Все в меня… С мозгами, которые быстрее счетов, и все несчастные… Что ж, девочки, у вас с любовью не складывается?.. Что ж все так или коротко, или изломанно?.. Что Лида, что Аня, что Ксеня… Наверное, дело в Ванечке… Найти такого – чудо, удача… А чудо не может быть бесконечным… Вот и у меня закончилось… Но я хоть знаю, что это… А они? Что видели? Кого любили? Любили ли вообще? Я никогда не видела по-настоящему глупую от счастья Лиду. Даже Нестор в свои восемнадцать хоть краешком, но успел, прикоснулся. А они? Убийца этот мою Анечку поломал, разобрал, так что она полжизни в себя прийти не может… Ксюха – добрая душа, но вертихвостка похлеще Лидки… Мама, мама – это ты меня прокляла? Или папа? Одна Шейна свою любовь нашла… И тоже почти ребенком…

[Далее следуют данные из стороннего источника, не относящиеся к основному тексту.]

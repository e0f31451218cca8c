use std::sync::Arc;

use rmcp::{
    Json, ServerHandler,
    handler::server::router::tool::ToolRouter,
    handler::server::wrapper::Parameters,
    model::*,
    tool, tool_handler, tool_router,
};
use schemars::JsonSchema;
use serde::{Deserialize, Serialize};
use tracing::{debug, info};

use crate::error::AppError;
use crate::lexicon::Lexicon;
use crate::model::{QueryResult, RestaurantSummary, Score};
use crate::nlu::ScorePresenter;
use crate::pipeline::{Pipeline, PipelineRun, PipelineStage};

#[derive(Clone)]
pub struct ReviewScorerServer {
    pipeline: Pipeline,
    presenter: Arc<dyn ScorePresenter>,
    tool_router: ToolRouter<ReviewScorerServer>,
}

impl ReviewScorerServer {
    pub fn new(pipeline: Pipeline, presenter: Arc<dyn ScorePresenter>) -> Self {
        Self {
            pipeline,
            presenter,
            tool_router: Self::tool_router(),
        }
    }

    async fn answer(&self, result: QueryResult) -> Result<Json<RatingResponse>, String> {
        let answer = self
            .presenter
            .present(&result)
            .await
            .map_err(|e| format!("presentation failed: {e}"))?;
        Ok(Json(RatingResponse { result, answer }))
    }
}

#[derive(Debug, Deserialize, JsonSchema)]
struct RateRestaurantParams {
    /// Free-text question naming a restaurant, e.g. "How good is Subway?".
    query: String,
}

#[derive(Debug, Deserialize, JsonSchema)]
struct RestaurantNameParams {
    /// Restaurant name as it appears in the review corpus (case-insensitive).
    restaurant_name: String,
}

#[derive(Debug, Serialize, JsonSchema)]
struct RatingResponse {
    result: QueryResult,
    answer: String,
}

#[derive(Debug, Serialize, JsonSchema)]
struct ReviewEntry {
    text: String,
    food_score: Option<u8>,
    customer_service_score: Option<u8>,
    /// Set when no clean keyword signal could be extracted.
    error: Option<String>,
}

#[derive(Debug, Serialize, JsonSchema)]
struct ReviewListResponse {
    restaurant_name: String,
    reviews: Vec<ReviewEntry>,
}

#[derive(Debug, Serialize, JsonSchema)]
struct RestaurantListResponse {
    restaurants: Vec<RestaurantSummary>,
    review_count: usize,
}

#[tool_router]
impl ReviewScorerServer {
    #[tool(description = "Answer a free-text question about a restaurant with its overall review score (0-10), computed from keyword-scored food and customer service ratings.")]
    async fn rate_restaurant(
        &self,
        Parameters(params): Parameters<RateRestaurantParams>,
    ) -> Result<Json<RatingResponse>, String> {
        info!(query = %params.query, "rate_restaurant tool invoked");
        let PipelineRun {
            stage,
            failed_at,
            result,
        } = self.pipeline.run_traced(&params.query).await;
        debug!(stage = %stage, "rate_restaurant pipeline finished");
        let result = result.map_err(|e| stage_error(failed_at, &e))?;
        self.answer(result).await
    }

    #[tool(description = "Compute the overall review score (0-10) for a restaurant by exact name.")]
    async fn score_restaurant(
        &self,
        Parameters(params): Parameters<RestaurantNameParams>,
    ) -> Result<Json<RatingResponse>, String> {
        let name = params.restaurant_name.trim().to_string();
        if name.is_empty() {
            return Err("restaurant_name must not be empty".to_string());
        }
        let PipelineRun {
            failed_at, result, ..
        } = self.pipeline.score_traced(&name);
        let result = result.map_err(|e| stage_error(failed_at, &e))?;
        self.answer(result).await
    }

    #[tool(description = "List a restaurant's reviews with the food and customer service scores extracted from each.")]
    async fn get_reviews(
        &self,
        Parameters(params): Parameters<RestaurantNameParams>,
    ) -> Result<Json<ReviewListResponse>, String> {
        let name = params.restaurant_name.trim().to_string();
        if name.is_empty() {
            return Err("restaurant_name must not be empty".to_string());
        }
        let reviews = self
            .pipeline
            .store()
            .lookup(&name)
            .map_err(|e| e.to_string())?;

        let restaurant_name = reviews
            .first()
            .map(|r| r.restaurant_name.clone())
            .unwrap_or(name);
        let extractor = self.pipeline.extractor();
        let entries = reviews
            .into_iter()
            .map(|review| match extractor.extract(review) {
                Ok(pair) => ReviewEntry {
                    text: review.text.clone(),
                    food_score: Some(pair.food_score.get()),
                    customer_service_score: Some(pair.customer_service_score.get()),
                    error: None,
                },
                Err(e) => ReviewEntry {
                    text: review.text.clone(),
                    food_score: None,
                    customer_service_score: None,
                    error: Some(e.to_string()),
                },
            })
            .collect();

        Ok(Json(ReviewListResponse {
            restaurant_name,
            reviews: entries,
        }))
    }

    #[tool(description = "List every restaurant in the review corpus with its review count.")]
    async fn list_restaurants(&self) -> Result<Json<RestaurantListResponse>, String> {
        let store = self.pipeline.store();
        Ok(Json(RestaurantListResponse {
            restaurants: store.restaurants(),
            review_count: store.len(),
        }))
    }
}

#[tool_handler]
impl ServerHandler for ReviewScorerServer {
    fn get_info(&self) -> ServerInfo {
        ServerInfo {
            protocol_version: ProtocolVersion::V_2025_06_18,
            capabilities: ServerCapabilities::builder().enable_tools().build(),
            server_info: Implementation {
                name: "review-scorer".to_string(),
                version: env!("CARGO_PKG_VERSION").to_string(),
                title: None,
                icons: None,
                website_url: None,
            },
            instructions: Some(format!(
                "Restaurant review scoring MCP server. Each review is scored 1-5 for food and \
                 customer service from a fixed adjective vocabulary ({}), and all reviews for a \
                 restaurant are combined into one 0-10 score ({} policy). Use rate_restaurant \
                 for natural language questions, score_restaurant when the name is known, \
                 get_reviews to inspect per-review scores and list_restaurants to browse.",
                vocabulary(self.pipeline.extractor().lexicon()),
                self.pipeline.policy().name()
            )),
        }
    }
}

fn stage_error(failed_at: Option<PipelineStage>, error: &AppError) -> String {
    match failed_at {
        Some(stage) => format!("{stage} failed: {error}"),
        None => error.to_string(),
    }
}

fn vocabulary(lexicon: &Lexicon) -> String {
    (Score::MIN.get()..=Score::MAX.get())
        .filter_map(|v| Score::new(v).ok())
        .map(|score| format!("{score}: {}", lexicon.adjectives_for(score).join(", ")))
        .collect::<Vec<_>>()
        .join("; ")
}

#[cfg(test)]
mod tests {
    use super::*;
    use crate::aggregate::ScoringPolicy;
    use crate::extract::ReviewExtractor;
    use crate::nlu::{LiteralInterpreter, PlainPresenter};
    use crate::resolver::QueryResolver;
    use crate::store::{parse_corpus, NameMatching, ReviewStore};

    fn server() -> ReviewScorerServer {
        let corpus = "\
Subway. The food was good, but the customer service was amazing.
Subway. The food had forgettable bread. The customer service was unpleasant.
Noodle Hut. The noodles were hot. The room was loud.
";
        let store = ReviewStore::new(parse_corpus(corpus).unwrap(), NameMatching::Exact);
        let pipeline = Pipeline::new(
            QueryResolver::new(Arc::new(LiteralInterpreter)),
            Arc::new(store),
            Arc::new(ReviewExtractor::default()),
            ScoringPolicy::MeanProduct,
        );
        ReviewScorerServer::new(pipeline, Arc::new(PlainPresenter))
    }

    #[test]
    fn tools_publish_output_schemas() {
        let tools = ReviewScorerServer::tool_router().list_all();
        for name in [
            "rate_restaurant",
            "score_restaurant",
            "get_reviews",
            "list_restaurants",
        ] {
            let tool = tools
                .iter()
                .find(|t| t.name == name)
                .unwrap_or_else(|| panic!("missing tool: {name}"));
            assert!(
                tool.output_schema.is_some(),
                "tool {name} should publish output_schema"
            );
        }
    }

    #[tokio::test]
    async fn rate_restaurant_returns_score_and_answer() {
        let server = server();
        let Json(response) = server
            .rate_restaurant(Parameters(RateRestaurantParams {
                query: "subway".to_string(),
            }))
            .await
            .unwrap();
        assert_eq!(response.result.restaurant_name, "Subway");
        assert_eq!(response.result.review_count, 2);
        // food (4 + 3) / 2, service (5 + 2) / 2
        assert!((response.result.overall_score - 4.9).abs() < 1e-9);
        assert!(response.answer.contains("4.900"));
    }

    #[tokio::test]
    async fn errors_surface_as_tool_errors() {
        let server = server();
        let Err(err) = server
            .score_restaurant(Parameters(RestaurantNameParams {
                restaurant_name: "Nowhere".to_string(),
            }))
            .await
        else {
            panic!("Nowhere should not score");
        };
        assert!(err.starts_with("fetching failed"), "{err}");
        assert!(err.contains("no reviews found"), "{err}");

        let Err(err) = server
            .score_restaurant(Parameters(RestaurantNameParams {
                restaurant_name: "Noodle Hut".to_string(),
            }))
            .await
        else {
            panic!("Noodle Hut should not score");
        };
        assert!(err.starts_with("extracting failed"), "{err}");
        assert!(err.contains("malformed review"), "{err}");
    }

    #[tokio::test]
    async fn get_reviews_reports_per_review_scores() {
        let server = server();
        let Json(response) = server
            .get_reviews(Parameters(RestaurantNameParams {
                restaurant_name: "noodle hut".to_string(),
            }))
            .await
            .unwrap();
        assert_eq!(response.restaurant_name, "Noodle Hut");
        assert_eq!(response.reviews.len(), 1);
        assert!(response.reviews[0].food_score.is_none());
        assert!(response.reviews[0].error.is_some());

        let Json(response) = server
            .get_reviews(Parameters(RestaurantNameParams {
                restaurant_name: "Subway".to_string(),
            }))
            .await
            .unwrap();
        assert_eq!(response.reviews[1].food_score, Some(3));
        assert_eq!(response.reviews[1].customer_service_score, Some(2));
    }

    #[tokio::test]
    async fn rating_response_serializes_result_and_answer() {
        let Json(response) = server()
            .score_restaurant(Parameters(RestaurantNameParams {
                restaurant_name: "Subway".to_string(),
            }))
            .await
            .unwrap();
        let value = serde_json::to_value(&response).unwrap();
        assert_eq!(value["result"]["restaurant_name"], "Subway");
        assert_eq!(value["result"]["review_count"], 2);
        assert!(value["answer"].as_str().unwrap().contains("Subway"));
    }

    #[test]
    fn vocabulary_lists_every_level() {
        let text = vocabulary(&Lexicon::standard());
        assert!(text.starts_with("1: awful, horrible, disgusting; 2: bad"));
        assert!(text.ends_with("5: awesome, incredible, amazing"));
    }

    #[tokio::test]
    async fn list_restaurants_counts_reviews() {
        let Json(response) = server().list_restaurants().await.unwrap();
        assert_eq!(response.review_count, 3);
        assert_eq!(response.restaurants.len(), 2);
        assert_eq!(response.restaurants[0].name, "Subway");
        assert_eq!(response.restaurants[0].review_count, 2);
    }
}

Фира спустит затекшие ноги и потрет поясницу. Заляжет под одеяло, по-детски прикрыв, как своим детям, ушко, чтобы быстрее согреться. Шепнет, как обычно уже семнадцать лет подряд:
– Ванечка, приснись мне. Пожалуйста…
Пропал
Первая и главная любовь Шейны-Жени Петька Косько ехал вдоль линии фронта. Он по глупости рассказал об этом сне Женьке еще в мае, сказал и сразу пожалел… Тряпка! Баба! А все эти приметы – расскажи, чтоб не сбылось… Сон на тот момент приснился в третий раз, а потом повторялся снова и снова минимум раз в неделю. И сейчас его до костей пробирал не утренний холод, а жуткое чувство, что именно сейчас и сегодня этот сон таки настигнет его в реальности. Та же в седом инее пожухлая трава, те же угаданные спины деревьев вдоль дороги и такая же пронизывающая тоска, которую режут на длинные серые ломти две фары бронированного ЗИМа. Точно как во сне – он едет со срочным докладом в штаб, и в машину попадает снаряд. На этом взрыв жутким толчком выбрасывал его из сна в душную реальность. Петька хватал ртом воздух, судорожно дышал, впивался пальцами до синяков в Женькину руку, чтобы удержаться, не рухнуть вниз, в сон, в пламя, в ужас.
Он усмехнулся – неужели сегодня?
Петька прищурился и посмотрел в глухое, грязное, как солдатское одеяло, ноябрьское небо.
Декорации совпадают. А импровизации разрешаются? А? Или механизм без реверса? Дядя Ваня, ты бы хоть весточку подал, как там? Хотя с моей жизнью к тебе на облачко точно не светит. Дай бог, чтобы атеисты были правы…
Он затушил папиросу, запрыгнул в холодную машину.
– Ну что, поехали?
– С богом! – выдохнул водитель и перекрестился.
– Вот ты отчаянный, – хохмил Петька. – Бог далеко, а мы рядом. Вот кого бояться надо.
– Бог везде, а мы уже нет, – почти прошептал водитель. – А своих бояться – как воевать тогда, товарищ Косько?